//! The per-process authority for opening, sharing and committing backing
//! stores.

use crate::access::{CacheAccess, NoOpCacheAccess};
use crate::config::{caching_enabled, CacheConfig, CacheType};
use crate::error::{CacheError, Result};
use crate::local::LocalFileCacheAccess;
use crate::remote::RemoteCacheAccess;
use crate::settings::{MapSettings, Persistence};
use crate::store::{DiskStore, MemRegion, MemoryStore, Region};
use cachekit_proto::Encoding;
use dashmap::mapref::entry::Entry;
use dashmap::{DashMap, DashSet};
use std::path::{Path, PathBuf};
use std::sync::{Arc, Mutex, Weak};

/// Single authority for the backing stores of one process.
///
/// Owns the canonical-path registry of open stores and the read-only marker
/// set. Create one per embedding application (or per cache server process)
/// and share it as an `Arc`; every cache access handle is obtained through
/// [`CacheService::get_cache_access`].
///
/// # Example
///
/// ```rust,no_run
/// use cachekit_core::{CacheConfig, CacheService, Encoding, MapSettings};
///
/// # async fn example() -> cachekit_core::Result<()> {
/// let service = CacheService::new(CacheConfig::local("/var/cache/app", false));
/// let users = service.get_cache_access(
///     "appcache",
///     "users",
///     Encoding::String,
///     Encoding::Json,
///     MapSettings::default(),
/// )?;
/// users.put(b"user1", b"\"alice\"").await?;
/// users.commit().await?;
/// # Ok(())
/// # }
/// ```
pub struct CacheService {
    config: CacheConfig,
    disk_stores: DashMap<PathBuf, Arc<DiskStore>>,
    mem_stores: DashMap<String, Arc<MemoryStore>>,
    read_only_paths: DashSet<PathBuf>,
    /// Live in-memory tiers and their backing regions, held weakly so a
    /// dropped access does not linger. Service-wide commits flush these
    /// before flushing the stores.
    tiers: Mutex<Vec<(Weak<MemRegion>, Region)>>,
}

impl CacheService {
    pub fn new(config: CacheConfig) -> Arc<Self> {
        Arc::new(Self {
            config,
            disk_stores: DashMap::new(),
            mem_stores: DashMap::new(),
            read_only_paths: DashSet::new(),
            tiers: Mutex::new(Vec::new()),
        })
    }

    pub fn config(&self) -> &CacheConfig {
        &self.config
    }

    /// Constructs the access handle for one cache region, appropriate to
    /// the configured cache type.
    ///
    /// When caching is disabled via [`CACHING_ENABLED_VAR`][crate::CACHING_ENABLED_VAR],
    /// a no-op handle is returned regardless of the configuration. The
    /// encoding names describe the payload bytes; they travel with every
    /// remote request and let typed callers interpret stored values.
    pub fn get_cache_access(
        self: &Arc<Self>,
        cache_id: &str,
        cache_region: &str,
        key_encoding: Encoding,
        value_encoding: Encoding,
        settings: MapSettings,
    ) -> Result<Arc<dyn CacheAccess>> {
        if !caching_enabled() {
            tracing::debug!(
                "Caching is disabled; returning a no-op access for cache {cache_id}, region {cache_region}"
            );
            return Ok(Arc::new(NoOpCacheAccess::new(cache_id, cache_region)));
        }
        match self.config.cache_type() {
            CacheType::Local => Ok(Arc::new(LocalFileCacheAccess::new(
                Arc::clone(self),
                cache_id,
                cache_region,
                settings,
            )?)),
            CacheType::Remote => {
                let host = self.config.remote_host().ok_or_else(|| {
                    CacheError::Configuration(
                        "remote cache type configured without a server host".to_string(),
                    )
                })?;
                Ok(Arc::new(RemoteCacheAccess::new(
                    cache_id,
                    cache_region,
                    key_encoding,
                    value_encoding,
                    host,
                    self.config.remote_port(),
                    settings.mem_cache_size,
                )))
            }
        }
    }

    /// Resolves or lazily creates the backing store at `store_path` and the
    /// named region within it.
    ///
    /// Used by the local access handles and by the cache server on behalf
    /// of remote clients.
    pub fn get_cache(
        &self,
        store_path: &Path,
        region: &str,
        settings: &MapSettings,
    ) -> Result<Region> {
        match settings.persistence {
            Persistence::Memory => {
                let name = store_name(store_path)?;
                let store = self
                    .mem_stores
                    .entry(name)
                    .or_insert_with(|| Arc::new(MemoryStore::new()))
                    .clone();
                Ok(store.ensure_region(region, settings))
            }
            Persistence::Disk => {
                let store = self.disk_store(store_path)?;
                store.ensure_region(region, settings)?;
                Ok(Region::disk(store, region.to_string()))
            }
        }
    }

    /// Resolves the open store for a canonical path, opening it on first
    /// use. Concurrent callers for the same path receive the same handle.
    fn disk_store(&self, store_path: &Path) -> Result<Arc<DiskStore>> {
        let canonical = canonical_store_path(store_path)?;
        if let Some(store) = self.disk_stores.get(&canonical) {
            return Ok(Arc::clone(&store));
        }
        match self.disk_stores.entry(canonical.clone()) {
            Entry::Occupied(entry) => Ok(Arc::clone(entry.get())),
            Entry::Vacant(entry) => {
                // First opener wins: a directory that already exists under a
                // read-only configuration is marked read-only for the whole
                // process, whatever later callers request.
                let read_only = self.read_only_paths.contains(&canonical)
                    || (self.config.cache_type() == CacheType::Local
                        && self.config.is_read_only()
                        && canonical.exists());
                if read_only {
                    self.read_only_paths.insert(canonical.clone());
                }
                let store = Arc::new(DiskStore::open(&canonical, read_only)?);
                entry.insert(Arc::clone(&store));
                Ok(store)
            }
        }
    }

    /// Whether the backing store at `store_path` is marked read-only.
    pub fn is_path_read_only(&self, store_path: &Path) -> bool {
        canonical_store_path(store_path)
            .map(|p| self.read_only_paths.contains(&p))
            .unwrap_or(false)
    }

    /// Commits pending writes of the store at `store_path`; a logged no-op
    /// when the path is read-only or the store was never opened.
    pub fn commit_cache(&self, store_path: &Path) -> Result<()> {
        let canonical = canonical_store_path(store_path)?;
        if self.read_only_paths.contains(&canonical) {
            tracing::debug!(
                "Cannot commit cache {} because it is read-only.",
                canonical.display()
            );
            return Ok(());
        }
        if let Some(store) = self.disk_stores.get(&canonical) {
            store.flush()?;
        }
        Ok(())
    }

    /// Registers a live in-memory tier so that service-wide commits can
    /// flush it into its backing region.
    pub(crate) fn register_tier(&self, tier: Weak<MemRegion>, region: Region) {
        let mut tiers = self.tiers.lock().unwrap_or_else(|e| e.into_inner());
        tiers.retain(|(t, _)| t.strong_count() > 0);
        tiers.push((tier, region));
    }

    /// Commits every cache the service is aware of at this moment: flushes
    /// each live in-memory tier into its backing region, then flushes every
    /// writable open store. A snapshot, not a barrier: accesses and stores
    /// created by concurrently running requests afterwards are not waited
    /// for.
    pub fn commit_all_caches(&self) {
        let tiers: Vec<(Arc<MemRegion>, Region)> = {
            let mut registered = self.tiers.lock().unwrap_or_else(|e| e.into_inner());
            registered.retain(|(t, _)| t.strong_count() > 0);
            registered
                .iter()
                .filter_map(|(t, region)| t.upgrade().map(|t| (t, region.clone())))
                .collect()
        };
        for (tier, region) in tiers {
            if region.is_read_only() {
                continue;
            }
            if let Err(e) = tier.flush_into(&region) {
                tracing::error!("Could not flush an in-memory tier during commit: {e}");
            }
        }
        let stores: Vec<Arc<DiskStore>> = self
            .disk_stores
            .iter()
            .map(|entry| Arc::clone(entry.value()))
            .collect();
        for store in stores {
            if store.is_read_only() {
                continue;
            }
            if let Err(e) = store.flush() {
                tracing::error!("Could not commit cache at {}: {e}", store.path().display());
            }
        }
    }

    /// Drops every open store handle and forgets registered tiers.
    /// Outstanding region handles keep their store alive until they are
    /// dropped as well.
    pub fn close_all(&self) {
        self.tiers
            .lock()
            .unwrap_or_else(|e| e.into_inner())
            .clear();
        self.disk_stores.clear();
        self.mem_stores.clear();
    }
}

/// Canonicalizes a store path that may not exist yet: an existing path is
/// resolved directly, otherwise the parent directory is resolved and the
/// final component appended.
fn canonical_store_path(path: &Path) -> Result<PathBuf> {
    if path.exists() {
        return Ok(path.canonicalize()?);
    }
    let file_name = path.file_name().ok_or_else(|| {
        CacheError::Configuration(format!("invalid store path '{}'", path.display()))
    })?;
    let parent = match path.parent() {
        Some(p) if !p.as_os_str().is_empty() => p,
        _ => Path::new("."),
    };
    Ok(parent.canonicalize()?.join(file_name))
}

fn store_name(store_path: &Path) -> Result<String> {
    store_path
        .file_name()
        .map(|n| n.to_string_lossy().into_owned())
        .ok_or_else(|| {
            CacheError::Configuration(format!("invalid store path '{}'", store_path.display()))
        })
}

#[cfg(test)]
mod tests {
    use super::*;
    use tempfile::TempDir;

    #[test]
    fn test_same_path_resolves_to_same_store() {
        let dir = TempDir::new().unwrap();
        let service = CacheService::new(CacheConfig::local(dir.path(), false));
        let path = dir.path().join("store");

        let first = service.disk_store(&path).unwrap();
        let second = service.disk_store(&path).unwrap();
        assert!(Arc::ptr_eq(&first, &second));
    }

    #[test]
    fn test_fresh_directory_is_writable_despite_read_only_config() {
        let dir = TempDir::new().unwrap();
        let service = CacheService::new(CacheConfig::local(dir.path(), true));
        let path = dir.path().join("newstore");

        // The store did not exist before, so read-only does not apply.
        let store = service.disk_store(&path).unwrap();
        assert!(!store.is_read_only());
        assert!(!service.is_path_read_only(&path));
    }

    #[test]
    fn test_existing_directory_marked_read_only() {
        let dir = TempDir::new().unwrap();
        let path = dir.path().join("store");
        {
            let service = CacheService::new(CacheConfig::local(dir.path(), false));
            let region = service
                .get_cache(&path, "regionA", &MapSettings::default())
                .unwrap();
            region.put(b"key1", b"value1").unwrap();
            service.commit_cache(&path).unwrap();
            service.close_all();
        }

        let service = CacheService::new(CacheConfig::local(dir.path(), true));
        let region = service
            .get_cache(&path, "regionA", &MapSettings::default())
            .unwrap();
        assert!(service.is_path_read_only(&path));
        assert!(region.is_read_only());
        assert_eq!(region.get(b"key1").unwrap().as_deref(), Some(b"value1".as_slice()));
        assert!(region.put(b"key2", b"value2").is_err());
        // Committing a read-only path is a logged no-op, not an error
        service.commit_cache(&path).unwrap();
    }

    #[test]
    fn test_memory_persistence_region() {
        let dir = TempDir::new().unwrap();
        let service = CacheService::new(CacheConfig::local(dir.path(), false));
        let settings = MapSettings::default()
            .with_persistence(Persistence::Memory)
            .with_max_size(16);

        let region = service
            .get_cache(&dir.path().join("memstore"), "regionA", &settings)
            .unwrap();
        region.put(b"key", b"value").unwrap();
        assert_eq!(region.get(b"key").unwrap().as_deref(), Some(b"value".as_slice()));
        // Nothing was written to disk
        assert!(!dir.path().join("memstore").exists());
    }
}
//! Cache access bound to a locally owned, file-backed store.

use crate::access::CacheAccess;
use crate::error::{CacheError, Result};
use crate::service::CacheService;
use crate::settings::{MapSettings, Persistence};
use crate::store::{MemRegion, Region};
use async_trait::async_trait;
use std::path::PathBuf;
use std::sync::{Arc, RwLock};

/// Two-tier access to one region of a local backing store: an optional
/// size-bounded in-memory map in front of the persistent region, or the
/// persistent region alone.
///
/// Writes land in the memory tier when one is configured; entries evicted
/// from it overflow into the persistent region, and
/// [`commit`](CacheAccess::commit) flushes everything still memory-resident
/// before committing the store itself. Against a read-only store the tier
/// is a plain read cache, writes report failure and commit is a logged
/// no-op.
pub struct LocalFileCacheAccess {
    cache_id: String,
    cache_region: String,
    service: Arc<CacheService>,
    store_path: PathBuf,
    read_only: bool,
    /// `None` once the access is closed; both region handles are released
    /// at that point.
    tiers: RwLock<Option<Tiers>>,
}

struct Tiers {
    region: Region,
    mem_tier: Option<Arc<MemRegion>>,
}

impl LocalFileCacheAccess {
    pub fn new(
        service: Arc<CacheService>,
        cache_id: &str,
        cache_region: &str,
        settings: MapSettings,
    ) -> Result<Self> {
        let cache_dir = service
            .config()
            .local_cache_dir()
            .ok_or_else(|| {
                CacheError::Configuration(
                    "local cache type configured without a cache directory".to_string(),
                )
            })?
            .to_path_buf();
        std::fs::create_dir_all(&cache_dir)?;
        let store_path = cache_dir.join(cache_id);

        if settings.mem_cache_size == 0 && settings.persistence == Persistence::Memory {
            tracing::warn!(
                "Cache {cache_id}, region {cache_region} has neither a persistent store nor an \
                 in-memory tier; nothing will be cached durably. This is likely a misconfiguration."
            );
        }

        let region = service.get_cache(&store_path, cache_region, &settings)?;
        let read_only = region.is_read_only();
        let mem_tier = (settings.mem_cache_size > 0).then(|| {
            // A read-only region cannot absorb evicted entries; the tier
            // then only serves reads.
            let overflow = (!read_only).then(|| region.clone());
            Arc::new(MemRegion::tier(&settings, overflow))
        });
        if let (Some(mem), false) = (&mem_tier, read_only) {
            service.register_tier(Arc::downgrade(mem), region.clone());
        }

        Ok(Self {
            cache_id: cache_id.to_string(),
            cache_region: cache_region.to_string(),
            service,
            store_path,
            read_only,
            tiers: RwLock::new(Some(Tiers { region, mem_tier })),
        })
    }
}

#[async_trait]
impl CacheAccess for LocalFileCacheAccess {
    fn cache_id(&self) -> &str {
        &self.cache_id
    }

    fn cache_region(&self) -> &str {
        &self.cache_region
    }

    async fn get(&self, key: &[u8]) -> Result<Option<Vec<u8>>> {
        let guard = self.tiers.read().unwrap_or_else(|e| e.into_inner());
        let Some(tiers) = guard.as_ref() else {
            return Ok(None);
        };
        match &tiers.mem_tier {
            Some(mem) => {
                if let Some(value) = mem.get(key) {
                    return Ok(Some(value));
                }
                let value = tiers.region.get(key)?;
                if let Some(ref v) = value {
                    mem.insert(key.to_vec(), v.clone());
                }
                Ok(value)
            }
            None => tiers.region.get(key),
        }
    }

    async fn put(&self, key: &[u8], value: &[u8]) -> Result<bool> {
        let guard = self.tiers.read().unwrap_or_else(|e| e.into_inner());
        let Some(tiers) = guard.as_ref() else {
            tracing::debug!(
                "Could not write value to cache {} because the access is closed.",
                self.store_path.display()
            );
            return Ok(false);
        };
        if self.read_only {
            tracing::debug!(
                "Could not write value to cache {} because it is read-only.",
                self.store_path.display()
            );
            return Ok(false);
        }
        match &tiers.mem_tier {
            Some(mem) => mem.insert(key.to_vec(), value.to_vec()),
            None => tiers.region.put(key, value)?,
        }
        Ok(true)
    }

    async fn commit(&self) -> Result<()> {
        if self.read_only {
            tracing::debug!(
                "Cannot commit cache {} because it is read-only.",
                self.store_path.display()
            );
            return Ok(());
        }
        {
            let guard = self.tiers.read().unwrap_or_else(|e| e.into_inner());
            if let Some(tiers) = guard.as_ref() {
                if let Some(mem) = &tiers.mem_tier {
                    mem.flush_into(&tiers.region)?;
                }
            }
        }
        self.service.commit_cache(&self.store_path)
    }

    fn is_read_only(&self) -> bool {
        self.read_only
    }

    fn is_closed(&self) -> bool {
        self.tiers
            .read()
            .unwrap_or_else(|e| e.into_inner())
            .is_none()
    }

    /// Releases both the memory tier and the persistent region handle.
    /// Later writes report failure and later reads find nothing.
    async fn close(&self) {
        let mut guard = self.tiers.write().unwrap_or_else(|e| e.into_inner());
        *guard = None;
    }
}
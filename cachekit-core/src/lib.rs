//! # Cachekit Core
//!
//! A distributed persistent cache access layer: store and retrieve
//! key/value pairs in a locally owned, file-backed store, or in a remotely
//! hosted equivalent behind a [cache server](../cachekit_server/index.html),
//! with an optional in-memory tier in front of the persistent store.
//!
//! ## Concepts
//!
//! - A **backing store** is one durable store directory; at most one open
//!   handle exists per canonical path per process.
//! - A **region** is a named key/value namespace within a store; many
//!   regions can share one store.
//! - A [`CacheAccess`] is the per-region handle callers use: `get`, `put`,
//!   `commit`. It is local, remote or a no-op depending on configuration.
//!
//! ## Example
//!
//! ```rust,no_run
//! use cachekit_core::{CacheConfig, CacheService, Encoding, MapSettings};
//!
//! #[tokio::main]
//! async fn main() -> cachekit_core::Result<()> {
//!     let service = CacheService::new(CacheConfig::local("/var/cache/app", false));
//!
//!     let cache = service.get_cache_access(
//!         "appcache",
//!         "users",
//!         Encoding::String,
//!         Encoding::String,
//!         MapSettings::default().with_mem_cache_size(1000),
//!     )?;
//!
//!     cache.put(b"user1", b"alice").await?;
//!     if let Some(value) = cache.get(b"user1").await? {
//!         println!("cached: {}", String::from_utf8_lossy(&value));
//!     }
//!     cache.commit().await?;
//!     Ok(())
//! }
//! ```

mod access;
mod config;
mod error;
mod local;
mod remote;
mod service;
mod settings;
mod store;

pub use access::{CacheAccess, NoOpCacheAccess};
pub use cachekit_proto::Encoding;
pub use config::{caching_enabled, CacheConfig, CacheType, CACHING_ENABLED_VAR};
pub use error::{CacheError, Result};
pub use local::LocalFileCacheAccess;
pub use remote::RemoteCacheAccess;
pub use service::CacheService;
pub use settings::{MapKind, MapSettings, Persistence};
pub use store::Region;
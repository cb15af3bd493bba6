//! Integration tests for the remote cache path: a real server on an
//! ephemeral port, real client connections.

use cachekit_core::{CacheAccess, Encoding, RemoteCacheAccess};
use cachekit_server::{CacheServer, ServerHandle};
use std::sync::Arc;
use tempfile::TempDir;

async fn start_server() -> (ServerHandle, u16, TempDir) {
    let dir = TempDir::new().unwrap();
    let server = CacheServer::bind(dir.path(), "127.0.0.1", 0).await.unwrap();
    let port = server.local_addr().unwrap().port();
    (server.run_in_background(), port, dir)
}

fn client(port: u16, region: &str, mem_cache_size: u64) -> RemoteCacheAccess {
    RemoteCacheAccess::new(
        "testcache",
        region,
        Encoding::String,
        Encoding::String,
        "127.0.0.1",
        port,
        mem_cache_size,
    )
}

#[tokio::test]
async fn test_remote_round_trip_across_connections() {
    let (server, port, _dir) = start_server().await;

    let writer = client(port, "users", 100);
    assert!(writer.put(b"user1", b"alice").await.unwrap());

    // A different client connection must see the write.
    let reader = client(port, "users", 100);
    assert_eq!(
        reader.get(b"user1").await.unwrap().as_deref(),
        Some(b"alice".as_slice())
    );

    server.shutdown().await;
}

#[tokio::test]
async fn test_regions_are_isolated_remotely() {
    let (server, port, _dir) = start_server().await;

    let region_a = client(port, "regionA", 0);
    let region_b = client(port, "regionB", 0);

    assert!(region_a.put(b"x", b"from-a").await.unwrap());
    assert!(region_b.put(b"x", b"from-b").await.unwrap());

    assert_eq!(
        region_a.get(b"x").await.unwrap().as_deref(),
        Some(b"from-a".as_slice())
    );
    assert_eq!(
        region_b.get(b"x").await.unwrap().as_deref(),
        Some(b"from-b".as_slice())
    );

    server.shutdown().await;
}

#[tokio::test]
async fn test_last_writer_wins_across_clients() {
    let (server, port, _dir) = start_server().await;

    // Read caches disabled so every get reaches the server.
    let client_a = client(port, "users", 0);
    let client_b = client(port, "users", 0);

    assert!(client_a.put(b"user1", b"alice").await.unwrap());
    assert_eq!(
        client_b.get(b"user1").await.unwrap().as_deref(),
        Some(b"alice".as_slice())
    );

    assert!(client_b.put(b"user1", b"bob").await.unwrap());
    assert_eq!(
        client_a.get(b"user1").await.unwrap().as_deref(),
        Some(b"bob".as_slice())
    );

    server.shutdown().await;
}

#[tokio::test]
async fn test_commit_terminates_session_but_not_server() {
    let (server, port, _dir) = start_server().await;

    let cache = client(port, "users", 0);
    assert!(cache.put(b"user1", b"alice").await.unwrap());
    cache.commit().await.unwrap();

    // The same access reconnects lazily and the server kept serving.
    assert_eq!(
        cache.get(b"user1").await.unwrap().as_deref(),
        Some(b"alice".as_slice())
    );

    server.shutdown().await;
}

#[tokio::test]
async fn test_concurrent_clients_read_their_own_writes() {
    let (server, port, _dir) = start_server().await;

    let mut tasks = Vec::new();
    for worker in 0..8u32 {
        let cache = Arc::new(client(port, "concurrent", 0));
        tasks.push(tokio::spawn(async move {
            for i in 0..25u32 {
                let key = format!("worker{worker}-key{i}");
                let value = format!("worker{worker}-val{i}");
                assert!(cache.put(key.as_bytes(), value.as_bytes()).await.unwrap());
                assert_eq!(
                    cache.get(key.as_bytes()).await.unwrap(),
                    Some(value.into_bytes()),
                    "lost update for {key}"
                );
            }
        }));
    }
    for task in tasks {
        task.await.unwrap();
    }

    server.shutdown().await;
}

#[tokio::test]
async fn test_unreachable_server_fails_fast() {
    // Nothing listens on this socket after the server is gone.
    let (server, port, _dir) = start_server().await;
    server.shutdown().await;

    let cache = client(port, "users", 0);
    assert!(cache.get(b"user1").await.is_err());
    assert!(!cache.put(b"user1", b"alice").await.unwrap());
}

· · · · · · ·

_Exercise brief_
Exactly the lines above from the one with "let store = self.disk_store(store_path)?;" to the one with "it on first", both included, are to be quoted; leave the rest out.

_Task result_
                let store = self.disk_store(store_path)?;
                store.ensure_region(region, settings)?;
                Ok(Region::disk(store, region.to_string()))
            }
        }
    }

    /// Resolves the open store for a canonical path, opening it on first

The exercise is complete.